= George Waterston Memorial Centre and Museum =

The George Waterston Memorial Centre and Museum is a local museum in Fair Isle, Scotland.

George Waterston OBE (1911–1980), the former Scottish Director of the Royal Society for the Protection of Birds, was a much-loved figure who had a massive and positive influence on Fair Isle. He bought the island after World War II and co-founded the Bird Observatory in 1948, giving the isle's economy a much-needed boost.
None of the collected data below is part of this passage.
use config::{Config, ConfigBuilder, ConfigError, Environment, File};
use config::builder::DefaultState;
use serde::Deserialize;
use std::env;
use url::Url;

#[derive(Debug, Deserialize, Clone)]
pub struct ApiConfig {
    pub base_url: String,
    pub refresh_path: String,
    pub login_path: String,
}

impl ApiConfig {
    pub fn base(&self) -> Result<Url, url::ParseError> {
        Url::parse(&self.base_url)
    }

    pub fn refresh_url(&self) -> Result<Url, url::ParseError> {
        join_endpoint(&self.base()?, &self.refresh_path)
    }

    pub fn login_url(&self) -> Result<Url, url::ParseError> {
        join_endpoint(&self.base()?, &self.login_path)
    }
}

#[derive(Debug, Deserialize, Clone)]
pub struct AuthConfig {
    /// Where the user is sent when the session cannot be recovered.
    pub login_route: String,
    pub coalesce_refresh: bool,
}

#[derive(Debug, Deserialize, Clone, Copy, PartialEq, Eq)]
#[serde(rename_all = "lowercase")]
pub enum SessionBackend {
    File,
    Memory,
}

#[derive(Debug, Deserialize, Clone)]
pub struct SessionConfig {
    pub backend: SessionBackend,
    pub path: String,
}

#[derive(Debug, Deserialize, Clone)]
pub struct LoggingConfig {
    pub level: String,
}

#[derive(Debug, Deserialize, Clone)]
pub struct Settings {
    pub environment: String,
    pub api: ApiConfig,
    pub auth: AuthConfig,
    pub session: SessionConfig,
    pub logging: LoggingConfig,
}

/// Appends `path` to `base` without dropping any path prefix the base carries.
///
/// `Url::join` treats a base without a trailing slash as a file and replaces its
/// last segment, which breaks deployments mounted under `/api`.
pub fn join_endpoint(base: &Url, path: &str) -> Result<Url, url::ParseError> {
    Url::parse(&format!(
        "{}/{}",
        base.as_str().trim_end_matches('/'),
        path.trim_start_matches('/')
    ))
}

fn with_defaults(environment: &str) -> Result<ConfigBuilder<DefaultState>, ConfigError> {
    Config::builder()
        .set_default("environment", environment)?
        .set_default("api.base_url", "http://localhost:5000")?
        .set_default("api.refresh_path", "/auth/refresh")?
        .set_default("api.login_path", "/auth/login")?
        .set_default("auth.login_route", "/login")?
        .set_default("auth.coalesce_refresh", true)?
        .set_default("session.backend", "file")?
        .set_default("session.path", ".brighttimes/session.json")?
        .set_default("logging.level", "info")
}

impl Settings {
    pub fn new() -> Result<Self, ConfigError> {
        Self::load("app")
    }

    pub(crate) fn load(env_prefix: &str) -> Result<Self, ConfigError> {
        let run_mode = env::var("RUN_MODE").unwrap_or_else(|_| "development".into());

        with_defaults("development")?
            // Add in settings from the config file if it exists
            .add_source(File::with_name("config/default").required(false))
            .add_source(File::with_name(&format!("config/{}", run_mode)).required(false))
            // E.g., `APP_API__BASE_URL=http://api.example.com` sets `Settings.api.base_url`
            .add_source(
                Environment::with_prefix(env_prefix)
                    .prefix_separator("_")
                    .separator("__")
                    .try_parsing(true),
            )
            .build()?
            .try_deserialize()
    }

    /// Defaults pointed at `base_url`, with an in-memory session and no file or
    /// environment sources. Used by embedders and tests.
    pub fn for_api(base_url: &str) -> Result<Self, ConfigError> {
        with_defaults("test")?
            .set_override("api.base_url", base_url)?
            .set_override("session.backend", "memory")?
            .build()?
            .try_deserialize()
    }
}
In 1955, the National Trust for Scotland succeeded him as landlord and helped islanders to stem emigration and revitalise the community.
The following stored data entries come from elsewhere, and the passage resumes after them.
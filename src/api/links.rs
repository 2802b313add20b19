use url::Url;

use crate::error::{ClientError, Result};

/// Hosts the backend accepts for activity join links.
pub const ALLOWED_JOIN_HOSTS: &[&str] = &["zoom.us", "meet.google.com"];

/// Checks a join link before it is sent, mirroring the backend's rule of
/// https-only Zoom or Google Meet URLs.
pub fn validate_join_link(link: &str) -> Result<Url> {
    let link = link.trim();
    let url = Url::parse(link)
        .map_err(|e| ClientError::ValidationError(format!("Invalid join link: {}", e)))?;

    if url.scheme() != "https" {
        return Err(ClientError::ValidationError(
            "Join link must use https".to_string(),
        ));
    }

    if !url.username().is_empty() || url.password().is_some() || url.port().is_some() {
        return Err(ClientError::ValidationError(
            "Join link must not carry credentials or a port".to_string(),
        ));
    }

    let host = match url.host_str() {
        Some(host) if ALLOWED_JOIN_HOSTS.contains(&host) => host,
        _ => {
            return Err(ClientError::ValidationError(format!(
                "Join link must point to one of: {}",
                ALLOWED_JOIN_HOSTS.join(", ")
            )))
        }
    };

    // The parsed URL always has a path, so check the link as written.
    if !link.starts_with(&format!("https://{}/", host)) {
        return Err(ClientError::ValidationError(
            "Join link must include a meeting path".to_string(),
        ));
    }
    Ok(url)
}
Waterston's memorial is a museum in the former Fair Isle School containing displays of Fair Isle's history from prehistoric times to the present.
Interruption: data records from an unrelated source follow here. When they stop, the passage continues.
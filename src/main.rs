use brighttimes_client::cli::Cli;
use brighttimes_client::{ClientError, ClientState, Settings};
use clap::Parser;
use dotenv::dotenv;
use std::process::ExitCode;
use tracing::{error, info};
use tracing_subscriber::EnvFilter;

#[tokio::main]
async fn main() -> ExitCode {
    // Load environment variables
    dotenv().ok();

    let cli = Cli::parse();

    let mut config = match Settings::new() {
        Ok(config) => config,
        Err(e) => {
            eprintln!("Failed to load configuration: {}", e);
            return ExitCode::FAILURE;
        }
    };
    if let Some(api_url) = cli.api_url.clone() {
        config.api.base_url = api_url;
    }

    // Initialize logging; stdout is reserved for command output
    let filter = EnvFilter::try_from_default_env()
        .unwrap_or_else(|_| EnvFilter::new(&config.logging.level));
    tracing_subscriber::fmt()
        .with_env_filter(filter)
        .with_target(false)
        .with_writer(std::io::stderr)
        .init();

    info!("Using backend at {}", config.api.base_url);

    let state = match ClientState::new(config) {
        Ok(state) => state,
        Err(e) => {
            error!("Failed to initialize client: {}", e);
            return ExitCode::FAILURE;
        }
    };

    match cli.command.execute(&state).await {
        Ok(()) => ExitCode::SUCCESS,
        Err(ClientError::LoginRequired(reason)) => {
            eprintln!(
                "Your session has ended ({}). Log in again with `brighttimes login`.",
                reason
            );
            ExitCode::FAILURE
        }
        Err(e) if e.requires_login() => {
            eprintln!("Not authorized. Log in again with `brighttimes login`.");
            ExitCode::FAILURE
        }
        Err(e) => {
            eprintln!("Error: {}", e);
            ExitCode::FAILURE
        }
    }
}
The collection consists of archaeology, natural sciences, decorative and applied art, fine art, costume, textiles, coins and medals. Next to that it has presentations on social history, music, personalities, world cultures, weapons and war, and land transport and maritime. The museum also maintains an archive.

==Other sites==
The Scottish Ornithologists' Club decided to name their new headquarters after George Waterston. The building is in Aberlady, East Lothian, on the edge of Aberlady Bay and Kilspindie Golf Club.

Waterston House has one of the largest libraries on ornithology topics in the UK.